Prokurator PO we Wrocławiu skierował do tamtejszego Sądu Rejonowego pozew o ustalenie nieważności sprzedaży spółdzielczego prawa do lokalu mieszkalnego. W postępowaniu ustalono, że 23 maja 2005 r. pokrzywdzona zawarła z Markiem S. umowę sprzedaży odziedziczonego po rodzicach mieszkania. W zamian uzyskała prawo spółdzielcze do innego (mniejszego) lokalu mieszkalnego. Na mocy umowy Marek S. nabył lokal oraz związany z nim wkład mieszkaniowy (60 tys. zł). Pokrzywdzona z kolei nigdy w swoim nie zamieszkała, bo oskarżony go nie wydał. Następnie bez jej wiedzy i woli lokal sprzedał.

Czytaj też: Prokuratorzy w obronie osób, które utraciły swoje mieszkania

W pozwie prokurator wniósł o ustalenie nieważności ww. umowy sprzedaży i o zapłatę na rzecz poszkodowanej 60 tys. zł wraz z odsetkami.

Oparł się na opiniach biegłych, którzy wskazywali, że w chwili zawarcia umowy poszkodowana znajdowała się w stanie wyłączającym świadome i swobodne powzięcie decyzji i wyrażenie woli. Biegli jednoznacznie stwierdzili, że jest niepełnosprawna intelektualnie. W ocenie prokuratora stan psychiczny poszkodowanej wskazuje, że umowa powinna zostać uznana za nieważną.
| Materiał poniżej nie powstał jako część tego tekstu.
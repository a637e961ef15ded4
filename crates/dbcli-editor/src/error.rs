//! Error types for editor round trips.

use thiserror::Error;

/// Errors that can occur while running an editor.
#[derive(Debug, Error)]
pub enum EditorError {
    /// No editor command could be determined.
    #[error("no editor command configured")]
    NoCommand,

    /// The editor process could not be started.
    #[error("failed to launch editor `{command}`: {source}")]
    Spawn {
        command: String,
        #[source]
        source: std::io::Error,
    },

    /// The editor exited with a failure status.
    #[error("editor `{command}` failed: {status}")]
    Failed { command: String, status: String },

    /// I/O error on the temporary buffer file.
    #[error("io error: {0}")]
    Io(#[from] std::io::Error),
}

/// Convenience type alias for editor operations.
pub type Result<T> = std::result::Result<T, EditorError>;
//! Read-only display of keys and values.

use serde_json::{json, Map, Value};

use crate::decode::{decode, decode_text};
use crate::error::{KvError, KvResult};
use crate::raw::RawValue;
use crate::registry::{fetch, resolve_tag, ValueTag};
use crate::traits::KeyValueStore;

/// Display form of a raw value: leaves that are not text become arrays of
/// byte values instead of failing the whole value.
fn lenient(raw: &RawValue) -> Value {
    if let Ok(value) = decode(raw) {
        return value;
    }
    match raw {
        RawValue::Bytes(bytes) => match decode_text(bytes) {
            Ok(text) => Value::String(text),
            Err(_) => Value::Array(bytes.iter().map(|b| json!(b)).collect()),
        },
        RawValue::Array(items) => Value::Array(items.iter().map(lenient).collect()),
        RawValue::Map(pairs) => {
            let mut object = Map::new();
            for (key, value) in pairs {
                let name = match key {
                    RawValue::Bytes(bytes) => String::from_utf8_lossy(bytes).into_owned(),
                    other => lenient(other).to_string(),
                };
                object.insert(name, lenient(value));
            }
            Value::Object(object)
        }
        other => decode(other).unwrap_or(Value::Null),
    }
}

/// Offsets of the set bits in a bitmap, most significant bit first.
fn set_bits(bytes: &[u8]) -> Vec<u64> {
    bytes
        .iter()
        .enumerate()
        .flat_map(|(index, byte)| {
            (0..8u64)
                .filter(move |bit| byte & (0x80u8 >> *bit) != 0)
                .map(move |bit| index as u64 * 8 + bit)
        })
        .collect()
}

/// The displayed JSON for the value at `key`.
///
/// Bitmaps show the offsets of their set bits and HyperLogLogs their
/// cardinality.
pub fn show_value<S: KeyValueStore + ?Sized>(store: &S, key: &str) -> KvResult<Value> {
    let tag = resolve_tag(store, key)?;
    let value = match tag {
        ValueTag::Bitmap => {
            let bytes = store.get(key.as_bytes())?.unwrap_or_default();
            json!(set_bits(&bytes))
        }
        ValueTag::HyperLogLogSet => json!({"cardinality": store.pfcount(key.as_bytes())?}),
        _ => lenient(&fetch(store, tag, key)?),
    };
    Ok(value)
}

/// One display line: `key : <compact json>`.
pub fn format_line(key: &str, value: &Value) -> String {
    format!("{key} : {value}")
}

/// Display lines for one key, or for every key matching `pattern`.
///
/// Keys holding an unsupported type produce an `Unsupported value in key`
/// line instead of failing the listing.
pub fn show_db<S: KeyValueStore + ?Sized>(store: &S, key: Option<&str>, pattern: &str) -> KvResult<Vec<String>> {
    let keys = match key {
        Some(key) => {
            if !store.exists(key.as_bytes())? {
                return Err(KvError::KeyNotFound { key: key.to_string() });
            }
            vec![key.to_string()]
        }
        None => store
            .keys(pattern)?
            .into_iter()
            .map(|k| String::from_utf8_lossy(&k).into_owned())
            .collect(),
    };

    let mut lines = Vec::with_capacity(keys.len());
    for key in keys {
        match show_value(store, &key) {
            Ok(value) => lines.push(format_line(&key, &value)),
            Err(KvError::UnsupportedType { .. }) => lines.push(format!("Unsupported value in key: {key}")),
            Err(e) => return Err(e),
        }
    }
    Ok(lines)
}

/// Keys starting with `prefix` (a glob pattern prefix), in sorted order.
pub fn list_keys<S: KeyValueStore + ?Sized>(store: &S, prefix: &str) -> KvResult<Vec<String>> {
    Ok(store
        .keys(&format!("{prefix}*"))?
        .into_iter()
        .map(|k| String::from_utf8_lossy(&k).into_owned())
        .collect())
}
Legitymacja prokuratora do wytoczenia powództwa wynika z art. 7 k.p.c., zgodnie z którym prokurator może żądać wszczęcia postępowania w każdej sprawie i wziąć udział w każdym toczącym się już postępowaniu, jeżeli według jego oceny wymaga tego ochrona praworządności, praw obywateli lub interesu społecznego.